● TASK BRIEF: A single figure is wanted: the count of lines below containing the string "than".
---------- DATA TO PROCESS ----------
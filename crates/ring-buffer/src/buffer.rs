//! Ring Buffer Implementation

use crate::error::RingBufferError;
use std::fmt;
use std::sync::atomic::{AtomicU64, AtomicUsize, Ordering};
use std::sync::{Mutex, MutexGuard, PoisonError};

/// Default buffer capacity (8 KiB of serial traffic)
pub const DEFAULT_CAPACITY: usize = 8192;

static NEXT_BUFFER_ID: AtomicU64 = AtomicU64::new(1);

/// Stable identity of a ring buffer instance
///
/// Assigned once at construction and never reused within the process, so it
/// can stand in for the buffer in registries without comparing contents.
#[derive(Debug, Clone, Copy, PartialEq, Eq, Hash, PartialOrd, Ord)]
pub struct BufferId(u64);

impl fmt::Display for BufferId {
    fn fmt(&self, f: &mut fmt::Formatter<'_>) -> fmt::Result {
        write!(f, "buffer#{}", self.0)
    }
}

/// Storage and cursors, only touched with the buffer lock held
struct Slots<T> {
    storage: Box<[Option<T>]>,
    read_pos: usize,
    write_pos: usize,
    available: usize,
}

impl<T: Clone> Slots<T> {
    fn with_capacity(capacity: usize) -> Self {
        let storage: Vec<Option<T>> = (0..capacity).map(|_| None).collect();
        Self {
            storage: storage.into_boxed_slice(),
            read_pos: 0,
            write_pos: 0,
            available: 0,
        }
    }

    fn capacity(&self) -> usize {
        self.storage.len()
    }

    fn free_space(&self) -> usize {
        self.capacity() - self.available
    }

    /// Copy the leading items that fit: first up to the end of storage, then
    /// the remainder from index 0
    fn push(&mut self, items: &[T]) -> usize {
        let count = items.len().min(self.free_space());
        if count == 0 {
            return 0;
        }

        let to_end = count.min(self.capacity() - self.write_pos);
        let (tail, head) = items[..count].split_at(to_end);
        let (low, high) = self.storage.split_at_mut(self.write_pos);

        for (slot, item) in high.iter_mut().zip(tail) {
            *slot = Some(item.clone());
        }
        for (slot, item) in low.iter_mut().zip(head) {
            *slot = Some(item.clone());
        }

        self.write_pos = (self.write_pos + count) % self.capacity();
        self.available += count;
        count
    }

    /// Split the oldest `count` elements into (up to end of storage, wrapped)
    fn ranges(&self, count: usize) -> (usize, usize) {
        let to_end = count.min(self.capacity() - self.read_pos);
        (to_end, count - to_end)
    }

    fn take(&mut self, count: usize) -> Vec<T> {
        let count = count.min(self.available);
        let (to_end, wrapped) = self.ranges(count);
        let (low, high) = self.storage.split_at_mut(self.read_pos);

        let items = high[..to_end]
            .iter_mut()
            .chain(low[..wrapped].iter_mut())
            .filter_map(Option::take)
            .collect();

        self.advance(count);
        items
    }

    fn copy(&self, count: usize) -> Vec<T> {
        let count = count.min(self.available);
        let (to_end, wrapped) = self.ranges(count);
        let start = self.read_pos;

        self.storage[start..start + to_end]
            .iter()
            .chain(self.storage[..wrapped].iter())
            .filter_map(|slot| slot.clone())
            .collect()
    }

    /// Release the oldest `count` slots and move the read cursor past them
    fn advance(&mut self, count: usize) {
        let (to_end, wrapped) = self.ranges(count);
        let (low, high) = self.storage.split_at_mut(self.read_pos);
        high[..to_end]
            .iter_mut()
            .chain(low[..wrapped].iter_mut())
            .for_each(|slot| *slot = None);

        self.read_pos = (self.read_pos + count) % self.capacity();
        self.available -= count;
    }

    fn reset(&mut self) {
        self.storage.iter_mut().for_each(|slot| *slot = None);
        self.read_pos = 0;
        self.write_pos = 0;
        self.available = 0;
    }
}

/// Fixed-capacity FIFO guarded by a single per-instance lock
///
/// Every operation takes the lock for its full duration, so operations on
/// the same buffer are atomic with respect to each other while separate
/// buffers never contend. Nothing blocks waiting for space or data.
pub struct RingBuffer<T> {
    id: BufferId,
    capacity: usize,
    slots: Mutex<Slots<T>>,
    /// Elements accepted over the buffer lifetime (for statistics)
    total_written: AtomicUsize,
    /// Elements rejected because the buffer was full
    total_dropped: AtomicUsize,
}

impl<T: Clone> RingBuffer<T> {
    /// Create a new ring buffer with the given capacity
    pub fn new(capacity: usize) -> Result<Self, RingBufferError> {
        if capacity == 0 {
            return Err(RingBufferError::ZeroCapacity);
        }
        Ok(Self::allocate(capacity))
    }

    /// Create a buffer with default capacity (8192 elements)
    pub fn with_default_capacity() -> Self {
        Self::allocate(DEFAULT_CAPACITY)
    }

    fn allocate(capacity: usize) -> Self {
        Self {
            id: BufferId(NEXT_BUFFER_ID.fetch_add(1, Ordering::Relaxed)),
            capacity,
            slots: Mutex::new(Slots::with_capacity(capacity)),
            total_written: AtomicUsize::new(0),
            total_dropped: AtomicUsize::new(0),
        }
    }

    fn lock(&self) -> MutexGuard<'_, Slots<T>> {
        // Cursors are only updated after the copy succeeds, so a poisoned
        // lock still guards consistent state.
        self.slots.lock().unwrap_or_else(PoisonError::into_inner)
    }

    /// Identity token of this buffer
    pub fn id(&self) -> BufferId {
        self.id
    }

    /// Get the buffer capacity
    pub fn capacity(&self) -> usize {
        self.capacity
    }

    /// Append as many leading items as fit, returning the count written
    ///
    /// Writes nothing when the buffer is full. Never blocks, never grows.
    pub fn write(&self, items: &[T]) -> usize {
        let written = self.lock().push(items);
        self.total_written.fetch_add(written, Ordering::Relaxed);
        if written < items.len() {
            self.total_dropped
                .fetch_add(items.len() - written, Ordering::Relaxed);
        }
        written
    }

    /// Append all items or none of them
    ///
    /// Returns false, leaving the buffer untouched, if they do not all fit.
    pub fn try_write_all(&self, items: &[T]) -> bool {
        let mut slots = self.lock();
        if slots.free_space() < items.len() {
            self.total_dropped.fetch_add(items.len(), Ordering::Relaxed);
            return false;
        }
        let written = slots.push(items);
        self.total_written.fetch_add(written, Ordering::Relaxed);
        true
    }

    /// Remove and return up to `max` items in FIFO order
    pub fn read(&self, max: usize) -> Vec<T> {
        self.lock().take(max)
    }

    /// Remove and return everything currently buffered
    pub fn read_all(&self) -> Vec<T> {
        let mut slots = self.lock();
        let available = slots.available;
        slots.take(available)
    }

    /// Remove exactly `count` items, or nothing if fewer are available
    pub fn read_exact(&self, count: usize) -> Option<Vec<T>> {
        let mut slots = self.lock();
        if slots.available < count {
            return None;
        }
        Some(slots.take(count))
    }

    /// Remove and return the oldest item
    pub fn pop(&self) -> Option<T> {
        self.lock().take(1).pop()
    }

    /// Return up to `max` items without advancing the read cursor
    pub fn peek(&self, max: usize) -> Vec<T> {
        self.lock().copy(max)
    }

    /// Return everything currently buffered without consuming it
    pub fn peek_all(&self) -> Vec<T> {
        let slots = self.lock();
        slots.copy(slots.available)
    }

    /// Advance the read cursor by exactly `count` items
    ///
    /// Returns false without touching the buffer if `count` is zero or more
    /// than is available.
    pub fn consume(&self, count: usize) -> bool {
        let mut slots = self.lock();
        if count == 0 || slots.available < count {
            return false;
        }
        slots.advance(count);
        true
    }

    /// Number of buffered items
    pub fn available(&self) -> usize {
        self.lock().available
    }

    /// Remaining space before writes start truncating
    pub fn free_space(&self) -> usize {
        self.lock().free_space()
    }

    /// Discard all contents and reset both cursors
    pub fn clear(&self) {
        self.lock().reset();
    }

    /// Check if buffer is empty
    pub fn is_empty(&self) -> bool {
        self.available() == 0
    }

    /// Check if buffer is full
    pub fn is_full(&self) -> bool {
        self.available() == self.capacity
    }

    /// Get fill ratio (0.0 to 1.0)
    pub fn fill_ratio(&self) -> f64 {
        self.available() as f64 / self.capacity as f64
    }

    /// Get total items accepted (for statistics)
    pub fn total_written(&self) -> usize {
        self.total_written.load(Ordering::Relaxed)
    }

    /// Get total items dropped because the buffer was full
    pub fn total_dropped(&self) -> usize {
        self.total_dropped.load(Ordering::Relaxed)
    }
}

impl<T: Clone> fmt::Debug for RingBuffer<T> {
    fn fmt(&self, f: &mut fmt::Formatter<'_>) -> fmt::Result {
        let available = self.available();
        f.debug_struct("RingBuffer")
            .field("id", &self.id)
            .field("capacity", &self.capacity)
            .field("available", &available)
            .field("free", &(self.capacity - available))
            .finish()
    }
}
----------
---------- DATA TO PROCESS ----------
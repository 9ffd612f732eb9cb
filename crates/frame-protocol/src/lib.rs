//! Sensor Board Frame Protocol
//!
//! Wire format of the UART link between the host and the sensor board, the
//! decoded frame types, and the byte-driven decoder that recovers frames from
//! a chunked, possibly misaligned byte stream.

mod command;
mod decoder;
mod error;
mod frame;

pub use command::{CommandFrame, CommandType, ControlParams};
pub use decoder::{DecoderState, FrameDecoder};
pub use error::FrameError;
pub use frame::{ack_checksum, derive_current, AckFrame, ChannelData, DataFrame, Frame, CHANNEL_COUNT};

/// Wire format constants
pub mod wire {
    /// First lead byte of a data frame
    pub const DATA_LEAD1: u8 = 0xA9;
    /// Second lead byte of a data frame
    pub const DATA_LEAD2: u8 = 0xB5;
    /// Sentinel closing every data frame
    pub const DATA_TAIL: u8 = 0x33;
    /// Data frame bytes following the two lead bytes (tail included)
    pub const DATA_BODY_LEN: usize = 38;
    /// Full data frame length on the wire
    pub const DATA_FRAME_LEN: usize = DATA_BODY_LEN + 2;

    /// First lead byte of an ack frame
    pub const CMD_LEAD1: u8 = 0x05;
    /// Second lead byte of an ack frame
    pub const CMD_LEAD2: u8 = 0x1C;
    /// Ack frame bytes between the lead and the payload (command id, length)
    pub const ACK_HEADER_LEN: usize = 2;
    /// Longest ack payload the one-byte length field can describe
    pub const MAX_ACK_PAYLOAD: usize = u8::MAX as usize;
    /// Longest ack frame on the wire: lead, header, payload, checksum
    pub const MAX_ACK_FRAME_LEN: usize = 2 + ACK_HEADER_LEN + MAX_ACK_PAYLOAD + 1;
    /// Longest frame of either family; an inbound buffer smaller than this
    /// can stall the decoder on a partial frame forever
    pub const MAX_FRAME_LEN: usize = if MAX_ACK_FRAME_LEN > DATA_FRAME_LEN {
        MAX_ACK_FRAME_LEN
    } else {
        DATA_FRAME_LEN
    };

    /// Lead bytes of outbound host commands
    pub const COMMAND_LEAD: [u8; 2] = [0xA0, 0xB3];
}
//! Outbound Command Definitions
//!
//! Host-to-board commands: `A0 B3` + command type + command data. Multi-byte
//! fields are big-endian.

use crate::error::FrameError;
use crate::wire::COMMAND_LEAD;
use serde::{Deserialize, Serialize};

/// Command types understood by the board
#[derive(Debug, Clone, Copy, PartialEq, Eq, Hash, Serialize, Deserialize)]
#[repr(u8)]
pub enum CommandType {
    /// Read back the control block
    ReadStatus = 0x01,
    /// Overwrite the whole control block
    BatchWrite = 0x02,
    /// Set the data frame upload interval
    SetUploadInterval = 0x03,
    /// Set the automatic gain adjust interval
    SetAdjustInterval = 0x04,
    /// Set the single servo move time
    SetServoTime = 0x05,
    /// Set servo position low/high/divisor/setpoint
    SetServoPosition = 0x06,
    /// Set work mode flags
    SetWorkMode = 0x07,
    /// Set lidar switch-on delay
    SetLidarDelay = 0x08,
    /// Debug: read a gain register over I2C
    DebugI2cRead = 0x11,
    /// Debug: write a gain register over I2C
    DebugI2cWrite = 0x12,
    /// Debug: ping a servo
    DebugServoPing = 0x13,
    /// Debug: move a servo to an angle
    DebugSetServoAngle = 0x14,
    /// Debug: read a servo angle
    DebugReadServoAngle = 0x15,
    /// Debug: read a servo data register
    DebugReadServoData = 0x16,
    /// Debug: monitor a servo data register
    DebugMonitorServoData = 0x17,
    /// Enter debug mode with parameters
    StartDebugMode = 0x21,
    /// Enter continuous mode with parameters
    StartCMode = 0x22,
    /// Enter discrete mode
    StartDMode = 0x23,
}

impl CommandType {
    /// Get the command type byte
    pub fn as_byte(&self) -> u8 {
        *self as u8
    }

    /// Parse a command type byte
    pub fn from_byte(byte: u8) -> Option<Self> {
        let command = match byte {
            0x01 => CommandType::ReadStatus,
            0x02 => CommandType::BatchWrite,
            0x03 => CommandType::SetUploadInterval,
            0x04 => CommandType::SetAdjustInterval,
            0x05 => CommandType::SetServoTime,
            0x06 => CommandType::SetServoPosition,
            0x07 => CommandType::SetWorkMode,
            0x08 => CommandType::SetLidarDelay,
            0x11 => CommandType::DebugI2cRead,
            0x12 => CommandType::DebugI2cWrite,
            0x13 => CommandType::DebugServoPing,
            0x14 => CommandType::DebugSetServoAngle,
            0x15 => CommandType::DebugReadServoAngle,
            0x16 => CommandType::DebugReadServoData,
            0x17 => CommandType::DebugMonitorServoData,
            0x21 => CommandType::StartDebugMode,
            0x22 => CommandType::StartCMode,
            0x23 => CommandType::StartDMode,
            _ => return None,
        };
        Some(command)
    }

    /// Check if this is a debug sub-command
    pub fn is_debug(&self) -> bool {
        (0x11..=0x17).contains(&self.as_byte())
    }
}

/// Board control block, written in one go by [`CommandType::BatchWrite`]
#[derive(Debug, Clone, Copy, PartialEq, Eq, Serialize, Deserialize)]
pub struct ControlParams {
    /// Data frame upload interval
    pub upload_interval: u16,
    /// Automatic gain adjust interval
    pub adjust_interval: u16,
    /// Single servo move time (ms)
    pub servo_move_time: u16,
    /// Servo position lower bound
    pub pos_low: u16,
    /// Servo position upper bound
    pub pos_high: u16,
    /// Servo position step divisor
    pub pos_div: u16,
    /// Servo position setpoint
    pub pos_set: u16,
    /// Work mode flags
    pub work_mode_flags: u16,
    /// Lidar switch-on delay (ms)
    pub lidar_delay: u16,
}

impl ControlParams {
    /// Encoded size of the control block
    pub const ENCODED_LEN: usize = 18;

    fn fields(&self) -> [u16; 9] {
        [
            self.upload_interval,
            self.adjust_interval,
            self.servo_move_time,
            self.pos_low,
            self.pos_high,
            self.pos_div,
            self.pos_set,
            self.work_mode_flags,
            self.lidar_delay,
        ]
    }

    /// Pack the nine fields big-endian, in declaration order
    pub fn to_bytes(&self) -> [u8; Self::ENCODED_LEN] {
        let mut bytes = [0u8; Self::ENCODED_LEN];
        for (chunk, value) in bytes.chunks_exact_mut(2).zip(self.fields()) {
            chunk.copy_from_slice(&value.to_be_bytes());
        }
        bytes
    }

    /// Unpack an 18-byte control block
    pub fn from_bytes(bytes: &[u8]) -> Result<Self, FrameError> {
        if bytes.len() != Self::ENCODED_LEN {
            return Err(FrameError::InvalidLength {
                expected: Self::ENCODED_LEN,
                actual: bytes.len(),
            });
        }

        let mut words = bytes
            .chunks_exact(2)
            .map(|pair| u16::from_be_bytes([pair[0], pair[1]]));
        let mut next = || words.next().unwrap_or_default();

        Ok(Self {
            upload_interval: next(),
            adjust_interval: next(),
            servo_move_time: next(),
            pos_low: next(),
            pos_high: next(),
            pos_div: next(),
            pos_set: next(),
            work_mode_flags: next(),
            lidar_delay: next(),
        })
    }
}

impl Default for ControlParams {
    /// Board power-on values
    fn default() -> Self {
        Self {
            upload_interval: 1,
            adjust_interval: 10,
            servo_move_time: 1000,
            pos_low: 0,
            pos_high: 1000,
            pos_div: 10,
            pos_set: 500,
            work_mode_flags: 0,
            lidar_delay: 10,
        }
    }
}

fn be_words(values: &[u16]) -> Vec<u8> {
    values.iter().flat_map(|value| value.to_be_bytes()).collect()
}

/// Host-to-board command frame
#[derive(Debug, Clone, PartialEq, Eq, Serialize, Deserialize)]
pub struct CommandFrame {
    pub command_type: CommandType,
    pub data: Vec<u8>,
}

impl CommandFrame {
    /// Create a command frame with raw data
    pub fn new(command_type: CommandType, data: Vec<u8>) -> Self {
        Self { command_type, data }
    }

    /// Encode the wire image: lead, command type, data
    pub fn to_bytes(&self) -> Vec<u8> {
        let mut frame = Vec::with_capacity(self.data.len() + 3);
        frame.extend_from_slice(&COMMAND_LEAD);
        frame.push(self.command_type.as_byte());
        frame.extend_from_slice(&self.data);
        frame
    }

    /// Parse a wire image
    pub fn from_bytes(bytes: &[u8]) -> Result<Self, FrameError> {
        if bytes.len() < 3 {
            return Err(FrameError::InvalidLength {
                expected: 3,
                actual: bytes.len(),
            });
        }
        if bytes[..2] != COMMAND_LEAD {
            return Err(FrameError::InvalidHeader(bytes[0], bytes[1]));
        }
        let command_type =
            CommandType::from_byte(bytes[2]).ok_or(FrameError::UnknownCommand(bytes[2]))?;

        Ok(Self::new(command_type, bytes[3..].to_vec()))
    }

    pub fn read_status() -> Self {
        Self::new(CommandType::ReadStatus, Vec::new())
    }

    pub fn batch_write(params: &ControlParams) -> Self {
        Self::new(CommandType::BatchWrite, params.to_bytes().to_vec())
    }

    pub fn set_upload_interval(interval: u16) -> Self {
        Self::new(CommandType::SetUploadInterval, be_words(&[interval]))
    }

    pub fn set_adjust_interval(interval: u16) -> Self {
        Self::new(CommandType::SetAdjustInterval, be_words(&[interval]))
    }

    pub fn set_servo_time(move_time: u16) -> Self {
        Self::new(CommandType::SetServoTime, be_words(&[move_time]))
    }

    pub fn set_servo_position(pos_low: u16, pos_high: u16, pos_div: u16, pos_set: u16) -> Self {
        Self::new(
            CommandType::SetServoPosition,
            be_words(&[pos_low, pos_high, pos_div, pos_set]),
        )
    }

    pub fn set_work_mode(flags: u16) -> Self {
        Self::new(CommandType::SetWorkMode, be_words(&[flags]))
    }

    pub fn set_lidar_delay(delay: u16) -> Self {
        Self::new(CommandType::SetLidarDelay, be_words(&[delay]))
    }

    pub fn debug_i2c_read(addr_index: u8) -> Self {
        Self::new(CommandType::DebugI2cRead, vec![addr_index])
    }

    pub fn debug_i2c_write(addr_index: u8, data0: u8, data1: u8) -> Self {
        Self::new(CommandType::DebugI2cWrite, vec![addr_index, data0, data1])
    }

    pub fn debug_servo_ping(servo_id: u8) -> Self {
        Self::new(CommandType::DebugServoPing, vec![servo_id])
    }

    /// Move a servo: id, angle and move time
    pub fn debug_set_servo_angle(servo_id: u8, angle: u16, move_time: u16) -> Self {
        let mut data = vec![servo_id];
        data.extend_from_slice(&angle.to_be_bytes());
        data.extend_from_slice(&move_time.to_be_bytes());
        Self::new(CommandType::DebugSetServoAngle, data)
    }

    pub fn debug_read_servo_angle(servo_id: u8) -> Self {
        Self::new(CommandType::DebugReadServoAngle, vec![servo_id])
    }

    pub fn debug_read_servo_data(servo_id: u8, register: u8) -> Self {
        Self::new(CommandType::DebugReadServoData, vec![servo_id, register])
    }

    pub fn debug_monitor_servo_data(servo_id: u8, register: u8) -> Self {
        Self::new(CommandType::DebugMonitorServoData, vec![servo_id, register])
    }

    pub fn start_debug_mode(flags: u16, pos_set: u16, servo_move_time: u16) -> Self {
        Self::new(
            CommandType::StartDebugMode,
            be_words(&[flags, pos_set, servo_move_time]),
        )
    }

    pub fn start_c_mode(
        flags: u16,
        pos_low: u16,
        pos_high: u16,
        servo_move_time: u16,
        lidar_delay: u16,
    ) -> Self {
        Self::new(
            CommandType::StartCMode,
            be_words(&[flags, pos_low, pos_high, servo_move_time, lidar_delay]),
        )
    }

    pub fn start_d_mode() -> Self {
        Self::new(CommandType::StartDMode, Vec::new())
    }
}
----------
● WORKED SOLUTION: 2